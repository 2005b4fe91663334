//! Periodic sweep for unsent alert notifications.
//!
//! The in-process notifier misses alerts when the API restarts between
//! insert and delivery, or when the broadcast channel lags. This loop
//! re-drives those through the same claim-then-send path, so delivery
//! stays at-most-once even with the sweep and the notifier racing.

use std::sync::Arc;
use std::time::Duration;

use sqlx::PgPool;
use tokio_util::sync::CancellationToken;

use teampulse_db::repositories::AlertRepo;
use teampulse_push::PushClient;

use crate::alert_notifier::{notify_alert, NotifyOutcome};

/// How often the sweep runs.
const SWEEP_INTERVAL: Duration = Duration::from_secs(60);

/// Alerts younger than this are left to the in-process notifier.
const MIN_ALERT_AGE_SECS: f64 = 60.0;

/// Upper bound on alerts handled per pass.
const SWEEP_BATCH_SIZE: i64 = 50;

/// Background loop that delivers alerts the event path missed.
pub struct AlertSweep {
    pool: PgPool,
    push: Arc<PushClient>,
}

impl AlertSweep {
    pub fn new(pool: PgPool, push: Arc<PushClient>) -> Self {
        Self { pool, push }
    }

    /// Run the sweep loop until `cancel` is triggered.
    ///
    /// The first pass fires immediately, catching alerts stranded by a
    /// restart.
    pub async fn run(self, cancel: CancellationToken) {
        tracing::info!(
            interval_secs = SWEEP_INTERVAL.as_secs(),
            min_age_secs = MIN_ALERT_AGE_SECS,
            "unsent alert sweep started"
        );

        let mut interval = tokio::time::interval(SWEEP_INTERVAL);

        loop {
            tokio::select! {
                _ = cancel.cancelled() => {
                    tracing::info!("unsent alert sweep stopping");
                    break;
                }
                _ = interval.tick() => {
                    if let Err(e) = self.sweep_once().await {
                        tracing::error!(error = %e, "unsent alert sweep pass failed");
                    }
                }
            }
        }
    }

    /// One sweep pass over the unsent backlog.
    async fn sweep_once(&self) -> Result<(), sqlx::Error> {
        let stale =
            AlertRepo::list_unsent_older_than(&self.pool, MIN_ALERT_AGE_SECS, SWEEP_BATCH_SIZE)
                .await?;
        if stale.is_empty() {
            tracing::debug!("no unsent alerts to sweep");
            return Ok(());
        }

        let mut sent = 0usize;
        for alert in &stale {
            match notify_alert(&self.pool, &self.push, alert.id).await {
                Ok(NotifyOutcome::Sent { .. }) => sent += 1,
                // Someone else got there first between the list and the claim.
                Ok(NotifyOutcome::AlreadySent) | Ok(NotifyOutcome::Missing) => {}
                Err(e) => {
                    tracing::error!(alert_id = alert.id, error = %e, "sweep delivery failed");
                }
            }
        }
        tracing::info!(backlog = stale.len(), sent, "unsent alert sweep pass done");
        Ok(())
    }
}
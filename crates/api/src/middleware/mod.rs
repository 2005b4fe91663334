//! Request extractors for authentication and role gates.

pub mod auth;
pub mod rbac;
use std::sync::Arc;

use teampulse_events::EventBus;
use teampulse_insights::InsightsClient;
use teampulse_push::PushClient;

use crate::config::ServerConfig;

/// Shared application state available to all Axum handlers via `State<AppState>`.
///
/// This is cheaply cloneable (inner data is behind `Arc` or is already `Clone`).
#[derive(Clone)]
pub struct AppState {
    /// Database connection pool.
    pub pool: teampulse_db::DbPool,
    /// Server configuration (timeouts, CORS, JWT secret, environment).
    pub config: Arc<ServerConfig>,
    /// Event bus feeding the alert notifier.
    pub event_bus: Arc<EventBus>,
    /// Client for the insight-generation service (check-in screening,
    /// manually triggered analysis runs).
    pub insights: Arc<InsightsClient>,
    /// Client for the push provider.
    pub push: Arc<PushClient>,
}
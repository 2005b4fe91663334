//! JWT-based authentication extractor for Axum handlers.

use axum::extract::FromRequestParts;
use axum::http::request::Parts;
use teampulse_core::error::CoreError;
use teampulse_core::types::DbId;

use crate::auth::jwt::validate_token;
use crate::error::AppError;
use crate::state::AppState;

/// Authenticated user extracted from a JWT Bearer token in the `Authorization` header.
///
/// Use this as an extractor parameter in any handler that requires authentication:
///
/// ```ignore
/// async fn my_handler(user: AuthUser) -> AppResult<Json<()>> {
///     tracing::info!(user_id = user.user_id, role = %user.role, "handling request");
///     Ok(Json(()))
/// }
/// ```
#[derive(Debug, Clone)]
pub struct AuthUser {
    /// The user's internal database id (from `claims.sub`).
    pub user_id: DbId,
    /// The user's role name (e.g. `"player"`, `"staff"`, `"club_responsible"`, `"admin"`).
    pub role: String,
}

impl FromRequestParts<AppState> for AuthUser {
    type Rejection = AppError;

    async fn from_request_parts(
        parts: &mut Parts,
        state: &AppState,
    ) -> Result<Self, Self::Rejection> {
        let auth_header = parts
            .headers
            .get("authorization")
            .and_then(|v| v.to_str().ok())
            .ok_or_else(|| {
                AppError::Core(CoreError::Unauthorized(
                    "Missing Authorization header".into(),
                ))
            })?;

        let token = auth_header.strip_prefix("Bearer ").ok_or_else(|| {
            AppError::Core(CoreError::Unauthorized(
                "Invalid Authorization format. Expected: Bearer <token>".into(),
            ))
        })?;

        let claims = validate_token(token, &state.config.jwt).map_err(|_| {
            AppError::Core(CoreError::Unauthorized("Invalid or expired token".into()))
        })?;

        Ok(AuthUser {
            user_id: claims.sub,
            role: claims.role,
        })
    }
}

_ _ _ _

Exercise directions - Output the listing above in its entirety, exactly as given.

Solution for this exercise -
repository 2005b4fe91663334
//! Periodic sweep for unsent alert notifications.
//!
//! The in-process notifier misses alerts when the API restarts between
//! insert and delivery, or when the broadcast channel lags. This loop
//! re-drives those through the same claim-then-send path, so delivery
//! stays at-most-once even with the sweep and the notifier racing.

use std::sync::Arc;
use std::time::Duration;

use sqlx::PgPool;
use tokio_util::sync::CancellationToken;

use teampulse_db::repositories::AlertRepo;
use teampulse_push::PushClient;

use crate::alert_notifier::{notify_alert, NotifyOutcome};

/// How often the sweep runs.
const SWEEP_INTERVAL: Duration = Duration::from_secs(60);

/// Alerts younger than this are left to the in-process notifier.
const MIN_ALERT_AGE_SECS: f64 = 60.0;

/// Upper bound on alerts handled per pass.
const SWEEP_BATCH_SIZE: i64 = 50;

/// Background loop that delivers alerts the event path missed.
pub struct AlertSweep {
    pool: PgPool,
    push: Arc<PushClient>,
}

impl AlertSweep {
    pub fn new(pool: PgPool, push: Arc<PushClient>) -> Self {
        Self { pool, push }
    }

    /// Run the sweep loop until `cancel` is triggered.
    ///
    /// The first pass fires immediately, catching alerts stranded by a
    /// restart.
    pub async fn run(self, cancel: CancellationToken) {
        tracing::info!(
            interval_secs = SWEEP_INTERVAL.as_secs(),
            min_age_secs = MIN_ALERT_AGE_SECS,
            "unsent alert sweep started"
        );

        let mut interval = tokio::time::interval(SWEEP_INTERVAL);

        loop {
            tokio::select! {
                _ = cancel.cancelled() => {
                    tracing::info!("unsent alert sweep stopping");
                    break;
                }
                _ = interval.tick() => {
                    if let Err(e) = self.sweep_once().await {
                        tracing::error!(error = %e, "unsent alert sweep pass failed");
                    }
                }
            }
        }
    }

    /// One sweep pass over the unsent backlog.
    async fn sweep_once(&self) -> Result<(), sqlx::Error> {
        let stale =
            AlertRepo::list_unsent_older_than(&self.pool, MIN_ALERT_AGE_SECS, SWEEP_BATCH_SIZE)
                .await?;
        if stale.is_empty() {
            tracing::debug!("no unsent alerts to sweep");
            return Ok(());
        }

        let mut sent = 0usize;
        for alert in &stale {
            match notify_alert(&self.pool, &self.push, alert.id).await {
                Ok(NotifyOutcome::Sent { .. }) => sent += 1,
                // Someone else got there first between the list and the claim.
                Ok(NotifyOutcome::AlreadySent) | Ok(NotifyOutcome::Missing) => {}
                Err(e) => {
                    tracing::error!(alert_id = alert.id, error = %e, "sweep delivery failed");
                }
            }
        }
        tracing::info!(backlog = stale.len(), sent, "unsent alert sweep pass done");
        Ok(())
    }
}
filename crates/api/src/middleware/mod.rs
repository 2005b4fe91663334
//! Request extractors for authentication and role gates.

pub mod auth;
pub mod rbac;
use std::sync::Arc;

use teampulse_events::EventBus;
use teampulse_insights::InsightsClient;
use teampulse_push::PushClient;

use crate::config::ServerConfig;

/// Shared application state available to all Axum handlers via `State<AppState>`.
///
/// This is cheaply cloneable (inner data is behind `Arc` or is already `Clone`).
#[derive(Clone)]
pub struct AppState {
    /// Database connection pool.
    pub pool: teampulse_db::DbPool,
    /// Server configuration (timeouts, CORS, JWT secret, environment).
    pub config: Arc<ServerConfig>,
    /// Event bus feeding the alert notifier.
    pub event_bus: Arc<EventBus>,
    /// Client for the insight-generation service (check-in screening,
    /// manually triggered analysis runs).
    pub insights: Arc<InsightsClient>,
    /// Client for the push provider.
    pub push: Arc<PushClient>,
}
repository 2005b4fe91663334
//! JWT-based authentication extractor for Axum handlers.

use axum::extract::FromRequestParts;
use axum::http::request::Parts;
use teampulse_core::error::CoreError;
use teampulse_core::types::DbId;

use crate::auth::jwt::validate_token;
use crate::error::AppError;
use crate::state::AppState;

/// Authenticated user extracted from a JWT Bearer token in the `Authorization` header.
///
/// Use this as an extractor parameter in any handler that requires authentication:
///
/// ```ignore
/// async fn my_handler(user: AuthUser) -> AppResult<Json<()>> {
///     tracing::info!(user_id = user.user_id, role = %user.role, "handling request");
///     Ok(Json(()))
/// }
/// ```
#[derive(Debug, Clone)]
pub struct AuthUser {
    /// The user's internal database id (from `claims.sub`).
    pub user_id: DbId,
    /// The user's role name (e.g. `"player"`, `"staff"`, `"club_responsible"`, `"admin"`).
    pub role: String,
}

impl FromRequestParts<AppState> for AuthUser {
    type Rejection = AppError;

    async fn from_request_parts(
        parts: &mut Parts,
        state: &AppState,
    ) -> Result<Self, Self::Rejection> {
        let auth_header = parts
            .headers
            .get("authorization")
            .and_then(|v| v.to_str().ok())
            .ok_or_else(|| {
                AppError::Core(CoreError::Unauthorized(
                    "Missing Authorization header".into(),
                ))
            })?;

        let token = auth_header.strip_prefix("Bearer ").ok_or_else(|| {
            AppError::Core(CoreError::Unauthorized(
                "Invalid Authorization format. Expected: Bearer <token>".into(),
            ))
        })?;

        let claims = validate_token(token, &state.config.jwt).map_err(|_| {
            AppError::Core(CoreError::Unauthorized("Invalid or expired token".into()))
        })?;

        Ok(AuthUser {
            user_id: claims.sub,
            role: claims.role,
        })
    }
}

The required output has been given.